### ACTIVITY
Output only the lines of the entries that follow, starting at the one with "filename crates/calsync-calendar/src/lib.rs" and running down to the one with "pub use client::CalendarClient;", both included and unchanged.

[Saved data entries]
= Beginning of Section =

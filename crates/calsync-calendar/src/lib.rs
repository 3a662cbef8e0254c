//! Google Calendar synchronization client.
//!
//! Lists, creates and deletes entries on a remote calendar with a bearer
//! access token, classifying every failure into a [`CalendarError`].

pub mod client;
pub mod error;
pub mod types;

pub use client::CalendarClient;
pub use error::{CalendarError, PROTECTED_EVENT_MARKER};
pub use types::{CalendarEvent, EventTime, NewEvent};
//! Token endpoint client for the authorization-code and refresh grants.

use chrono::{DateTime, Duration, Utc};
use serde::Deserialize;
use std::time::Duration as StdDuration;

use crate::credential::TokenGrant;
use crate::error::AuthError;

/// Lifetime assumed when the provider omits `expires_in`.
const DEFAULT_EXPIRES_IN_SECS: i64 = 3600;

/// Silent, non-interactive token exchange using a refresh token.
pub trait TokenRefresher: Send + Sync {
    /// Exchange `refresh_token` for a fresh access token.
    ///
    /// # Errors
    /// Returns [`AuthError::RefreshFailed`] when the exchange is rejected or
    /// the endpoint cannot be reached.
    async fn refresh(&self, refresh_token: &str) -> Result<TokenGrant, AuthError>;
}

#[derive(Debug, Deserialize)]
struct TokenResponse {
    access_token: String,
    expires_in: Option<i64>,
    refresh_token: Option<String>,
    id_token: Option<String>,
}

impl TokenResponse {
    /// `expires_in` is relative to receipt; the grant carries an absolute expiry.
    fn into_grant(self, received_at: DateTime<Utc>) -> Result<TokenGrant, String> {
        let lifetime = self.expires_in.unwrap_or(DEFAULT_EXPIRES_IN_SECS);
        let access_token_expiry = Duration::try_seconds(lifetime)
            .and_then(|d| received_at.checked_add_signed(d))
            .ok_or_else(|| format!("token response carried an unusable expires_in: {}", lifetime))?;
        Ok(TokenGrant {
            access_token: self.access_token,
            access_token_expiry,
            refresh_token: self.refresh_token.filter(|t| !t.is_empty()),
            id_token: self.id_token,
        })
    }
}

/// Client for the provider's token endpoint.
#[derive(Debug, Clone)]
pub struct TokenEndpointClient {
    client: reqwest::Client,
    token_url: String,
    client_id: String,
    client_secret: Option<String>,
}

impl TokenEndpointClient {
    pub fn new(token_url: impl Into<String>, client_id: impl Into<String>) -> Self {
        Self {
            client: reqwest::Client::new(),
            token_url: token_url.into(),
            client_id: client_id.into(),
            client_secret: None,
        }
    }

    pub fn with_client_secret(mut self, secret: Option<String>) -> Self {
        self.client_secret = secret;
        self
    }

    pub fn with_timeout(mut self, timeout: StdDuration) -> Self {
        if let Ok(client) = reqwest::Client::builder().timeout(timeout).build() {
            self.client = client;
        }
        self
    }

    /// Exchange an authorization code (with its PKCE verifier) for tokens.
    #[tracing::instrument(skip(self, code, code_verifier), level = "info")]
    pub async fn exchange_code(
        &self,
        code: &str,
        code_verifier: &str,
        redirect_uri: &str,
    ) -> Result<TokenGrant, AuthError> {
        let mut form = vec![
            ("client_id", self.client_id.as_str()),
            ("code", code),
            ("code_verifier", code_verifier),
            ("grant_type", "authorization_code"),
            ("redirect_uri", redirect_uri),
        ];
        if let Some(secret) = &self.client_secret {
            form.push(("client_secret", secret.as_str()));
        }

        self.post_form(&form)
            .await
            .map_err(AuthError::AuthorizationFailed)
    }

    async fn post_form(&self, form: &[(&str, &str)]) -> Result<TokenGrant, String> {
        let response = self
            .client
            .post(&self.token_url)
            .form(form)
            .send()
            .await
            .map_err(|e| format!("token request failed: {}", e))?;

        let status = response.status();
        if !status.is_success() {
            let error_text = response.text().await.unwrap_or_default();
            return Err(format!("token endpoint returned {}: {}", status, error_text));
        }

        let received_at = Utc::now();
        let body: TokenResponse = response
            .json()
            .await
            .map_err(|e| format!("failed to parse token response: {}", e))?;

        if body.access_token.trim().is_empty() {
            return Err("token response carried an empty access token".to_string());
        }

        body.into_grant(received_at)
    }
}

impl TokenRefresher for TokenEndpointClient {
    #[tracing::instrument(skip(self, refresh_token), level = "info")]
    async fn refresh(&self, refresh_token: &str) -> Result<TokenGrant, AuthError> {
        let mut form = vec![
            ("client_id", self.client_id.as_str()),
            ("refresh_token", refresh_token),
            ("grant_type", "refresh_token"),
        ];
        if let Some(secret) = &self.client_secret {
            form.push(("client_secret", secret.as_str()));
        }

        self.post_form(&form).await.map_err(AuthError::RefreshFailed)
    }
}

= End of Section =
= Beginning of Section =

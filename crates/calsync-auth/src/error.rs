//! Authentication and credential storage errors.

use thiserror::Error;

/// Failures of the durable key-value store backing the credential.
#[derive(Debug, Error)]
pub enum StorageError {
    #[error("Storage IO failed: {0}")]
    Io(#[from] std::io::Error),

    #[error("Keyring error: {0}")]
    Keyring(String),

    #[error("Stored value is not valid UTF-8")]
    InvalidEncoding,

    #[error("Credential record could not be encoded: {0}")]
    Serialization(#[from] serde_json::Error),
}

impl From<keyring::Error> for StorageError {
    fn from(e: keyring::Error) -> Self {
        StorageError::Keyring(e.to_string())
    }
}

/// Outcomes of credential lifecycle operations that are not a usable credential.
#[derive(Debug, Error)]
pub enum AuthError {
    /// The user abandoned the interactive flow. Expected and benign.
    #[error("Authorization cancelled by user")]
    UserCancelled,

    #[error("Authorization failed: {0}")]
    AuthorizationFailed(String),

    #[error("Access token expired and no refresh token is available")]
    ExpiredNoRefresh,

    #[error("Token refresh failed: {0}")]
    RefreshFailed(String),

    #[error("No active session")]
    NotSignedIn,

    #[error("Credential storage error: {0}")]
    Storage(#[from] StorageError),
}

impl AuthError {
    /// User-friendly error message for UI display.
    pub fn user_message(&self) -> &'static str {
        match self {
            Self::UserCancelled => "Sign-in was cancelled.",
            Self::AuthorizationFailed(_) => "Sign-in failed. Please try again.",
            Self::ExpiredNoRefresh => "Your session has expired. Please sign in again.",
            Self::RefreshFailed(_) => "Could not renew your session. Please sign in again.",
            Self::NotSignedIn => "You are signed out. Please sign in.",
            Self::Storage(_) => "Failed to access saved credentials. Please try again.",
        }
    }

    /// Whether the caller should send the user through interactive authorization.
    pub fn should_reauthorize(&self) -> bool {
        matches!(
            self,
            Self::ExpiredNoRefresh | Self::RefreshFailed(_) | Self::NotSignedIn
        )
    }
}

= End of Section =
= Beginning of Section =

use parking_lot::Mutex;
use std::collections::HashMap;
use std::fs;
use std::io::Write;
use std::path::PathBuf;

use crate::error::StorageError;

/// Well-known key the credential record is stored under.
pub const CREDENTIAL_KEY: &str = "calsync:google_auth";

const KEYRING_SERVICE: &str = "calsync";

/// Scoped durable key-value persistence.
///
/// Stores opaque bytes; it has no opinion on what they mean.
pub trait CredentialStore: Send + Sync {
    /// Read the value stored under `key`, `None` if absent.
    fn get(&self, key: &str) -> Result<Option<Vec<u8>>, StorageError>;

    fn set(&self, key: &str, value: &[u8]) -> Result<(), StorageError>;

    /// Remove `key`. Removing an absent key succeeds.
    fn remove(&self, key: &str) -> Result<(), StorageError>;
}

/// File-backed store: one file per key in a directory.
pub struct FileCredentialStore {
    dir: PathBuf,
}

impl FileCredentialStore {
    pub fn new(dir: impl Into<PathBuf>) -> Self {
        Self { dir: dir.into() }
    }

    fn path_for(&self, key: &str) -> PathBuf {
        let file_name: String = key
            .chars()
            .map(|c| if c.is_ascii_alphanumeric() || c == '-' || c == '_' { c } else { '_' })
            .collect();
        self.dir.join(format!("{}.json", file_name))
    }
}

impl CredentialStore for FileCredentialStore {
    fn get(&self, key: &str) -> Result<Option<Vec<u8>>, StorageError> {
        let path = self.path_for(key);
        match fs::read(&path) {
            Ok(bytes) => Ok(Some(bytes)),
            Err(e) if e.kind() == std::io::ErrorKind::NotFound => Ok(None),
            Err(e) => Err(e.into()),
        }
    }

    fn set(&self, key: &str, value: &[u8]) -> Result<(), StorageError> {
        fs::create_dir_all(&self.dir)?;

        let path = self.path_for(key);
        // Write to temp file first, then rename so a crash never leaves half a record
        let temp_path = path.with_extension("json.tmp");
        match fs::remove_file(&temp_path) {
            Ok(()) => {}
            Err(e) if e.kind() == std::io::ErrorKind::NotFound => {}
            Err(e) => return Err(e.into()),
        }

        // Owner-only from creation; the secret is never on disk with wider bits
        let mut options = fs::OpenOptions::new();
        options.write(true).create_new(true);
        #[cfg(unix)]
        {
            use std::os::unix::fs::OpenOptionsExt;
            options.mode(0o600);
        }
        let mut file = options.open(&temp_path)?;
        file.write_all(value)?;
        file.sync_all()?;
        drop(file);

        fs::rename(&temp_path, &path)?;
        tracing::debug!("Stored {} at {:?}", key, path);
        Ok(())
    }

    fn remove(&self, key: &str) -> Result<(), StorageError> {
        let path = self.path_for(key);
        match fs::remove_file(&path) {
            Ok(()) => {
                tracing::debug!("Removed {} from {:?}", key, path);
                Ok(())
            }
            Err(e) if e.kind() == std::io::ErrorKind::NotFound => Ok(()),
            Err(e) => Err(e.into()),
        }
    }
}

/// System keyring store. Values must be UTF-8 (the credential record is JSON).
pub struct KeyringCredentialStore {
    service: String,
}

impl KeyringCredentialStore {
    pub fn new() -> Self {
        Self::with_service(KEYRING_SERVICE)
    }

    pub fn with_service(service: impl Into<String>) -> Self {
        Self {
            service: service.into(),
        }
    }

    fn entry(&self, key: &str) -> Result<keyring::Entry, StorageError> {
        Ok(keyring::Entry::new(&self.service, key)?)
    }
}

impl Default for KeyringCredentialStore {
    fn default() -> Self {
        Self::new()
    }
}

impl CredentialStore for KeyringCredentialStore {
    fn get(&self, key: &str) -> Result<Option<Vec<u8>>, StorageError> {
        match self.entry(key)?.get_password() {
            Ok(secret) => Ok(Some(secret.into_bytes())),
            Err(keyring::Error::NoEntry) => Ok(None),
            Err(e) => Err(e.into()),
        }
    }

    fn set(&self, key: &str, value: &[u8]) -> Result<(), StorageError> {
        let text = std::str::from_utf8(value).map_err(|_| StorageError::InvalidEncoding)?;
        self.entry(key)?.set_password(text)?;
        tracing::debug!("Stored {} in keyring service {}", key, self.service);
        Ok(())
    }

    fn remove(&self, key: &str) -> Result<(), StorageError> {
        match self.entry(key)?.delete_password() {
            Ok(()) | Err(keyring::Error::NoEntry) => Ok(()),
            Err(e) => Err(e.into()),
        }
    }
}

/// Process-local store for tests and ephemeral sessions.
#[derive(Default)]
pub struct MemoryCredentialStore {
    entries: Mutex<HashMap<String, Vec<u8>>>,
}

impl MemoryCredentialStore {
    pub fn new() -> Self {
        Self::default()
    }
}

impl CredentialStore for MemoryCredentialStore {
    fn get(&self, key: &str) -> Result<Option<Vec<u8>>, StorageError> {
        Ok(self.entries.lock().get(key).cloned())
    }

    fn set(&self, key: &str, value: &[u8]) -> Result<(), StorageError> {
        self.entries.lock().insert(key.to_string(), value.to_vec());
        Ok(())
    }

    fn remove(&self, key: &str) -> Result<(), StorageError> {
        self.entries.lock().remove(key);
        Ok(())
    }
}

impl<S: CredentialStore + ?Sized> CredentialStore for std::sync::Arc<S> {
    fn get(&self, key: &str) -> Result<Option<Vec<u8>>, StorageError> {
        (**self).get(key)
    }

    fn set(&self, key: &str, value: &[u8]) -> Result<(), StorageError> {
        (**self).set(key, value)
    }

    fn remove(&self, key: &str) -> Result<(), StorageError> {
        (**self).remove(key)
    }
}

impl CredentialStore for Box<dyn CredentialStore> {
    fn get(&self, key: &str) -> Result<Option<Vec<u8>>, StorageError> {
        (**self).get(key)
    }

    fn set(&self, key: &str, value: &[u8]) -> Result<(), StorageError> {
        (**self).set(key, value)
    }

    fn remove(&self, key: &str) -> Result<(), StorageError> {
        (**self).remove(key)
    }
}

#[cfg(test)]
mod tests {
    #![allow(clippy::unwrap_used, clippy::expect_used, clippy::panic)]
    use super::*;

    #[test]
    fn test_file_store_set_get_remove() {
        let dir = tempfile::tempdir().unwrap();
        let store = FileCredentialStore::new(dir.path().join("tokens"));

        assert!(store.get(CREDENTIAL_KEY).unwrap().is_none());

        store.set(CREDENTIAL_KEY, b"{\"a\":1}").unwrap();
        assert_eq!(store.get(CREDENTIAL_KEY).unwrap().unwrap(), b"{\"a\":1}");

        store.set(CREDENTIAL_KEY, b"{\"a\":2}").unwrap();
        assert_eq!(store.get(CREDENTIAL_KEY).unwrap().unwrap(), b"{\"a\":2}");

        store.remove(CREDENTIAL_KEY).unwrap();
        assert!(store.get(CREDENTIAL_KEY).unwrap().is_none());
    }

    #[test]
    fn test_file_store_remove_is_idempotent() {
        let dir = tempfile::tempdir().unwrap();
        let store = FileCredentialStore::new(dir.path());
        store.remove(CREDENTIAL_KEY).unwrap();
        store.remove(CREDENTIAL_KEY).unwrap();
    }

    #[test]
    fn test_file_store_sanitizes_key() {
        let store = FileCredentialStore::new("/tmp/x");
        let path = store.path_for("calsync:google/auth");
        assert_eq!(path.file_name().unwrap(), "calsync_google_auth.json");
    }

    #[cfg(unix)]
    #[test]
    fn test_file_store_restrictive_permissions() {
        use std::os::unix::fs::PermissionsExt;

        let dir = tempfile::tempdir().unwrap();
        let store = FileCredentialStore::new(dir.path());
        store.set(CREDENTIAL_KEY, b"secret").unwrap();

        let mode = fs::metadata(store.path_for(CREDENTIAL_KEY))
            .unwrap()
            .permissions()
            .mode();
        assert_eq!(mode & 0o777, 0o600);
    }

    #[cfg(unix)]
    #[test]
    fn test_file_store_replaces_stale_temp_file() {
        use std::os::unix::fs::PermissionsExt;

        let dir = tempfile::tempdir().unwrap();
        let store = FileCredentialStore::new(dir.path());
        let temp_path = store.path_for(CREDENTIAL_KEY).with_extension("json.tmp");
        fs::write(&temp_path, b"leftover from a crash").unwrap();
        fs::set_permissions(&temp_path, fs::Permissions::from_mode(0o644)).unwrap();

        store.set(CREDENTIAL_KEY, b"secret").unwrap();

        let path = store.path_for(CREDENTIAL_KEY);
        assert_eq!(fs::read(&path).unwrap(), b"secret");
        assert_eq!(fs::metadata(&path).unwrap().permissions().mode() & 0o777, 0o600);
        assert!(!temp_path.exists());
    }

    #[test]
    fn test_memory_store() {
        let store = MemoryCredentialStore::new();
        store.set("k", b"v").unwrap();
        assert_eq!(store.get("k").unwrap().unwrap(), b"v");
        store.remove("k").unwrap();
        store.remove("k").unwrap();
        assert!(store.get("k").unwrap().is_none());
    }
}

= End of Section =

### SOLUTION FOR THIS PROBLEM
filename crates/calsync-calendar/src/lib.rs
repository 3a662cbef8e0254c
//! Google Calendar synchronization client.
//!
//! Lists, creates and deletes entries on a remote calendar with a bearer
//! access token, classifying every failure into a [`CalendarError`].

pub mod client;
pub mod error;
pub mod types;

pub use client::CalendarClient;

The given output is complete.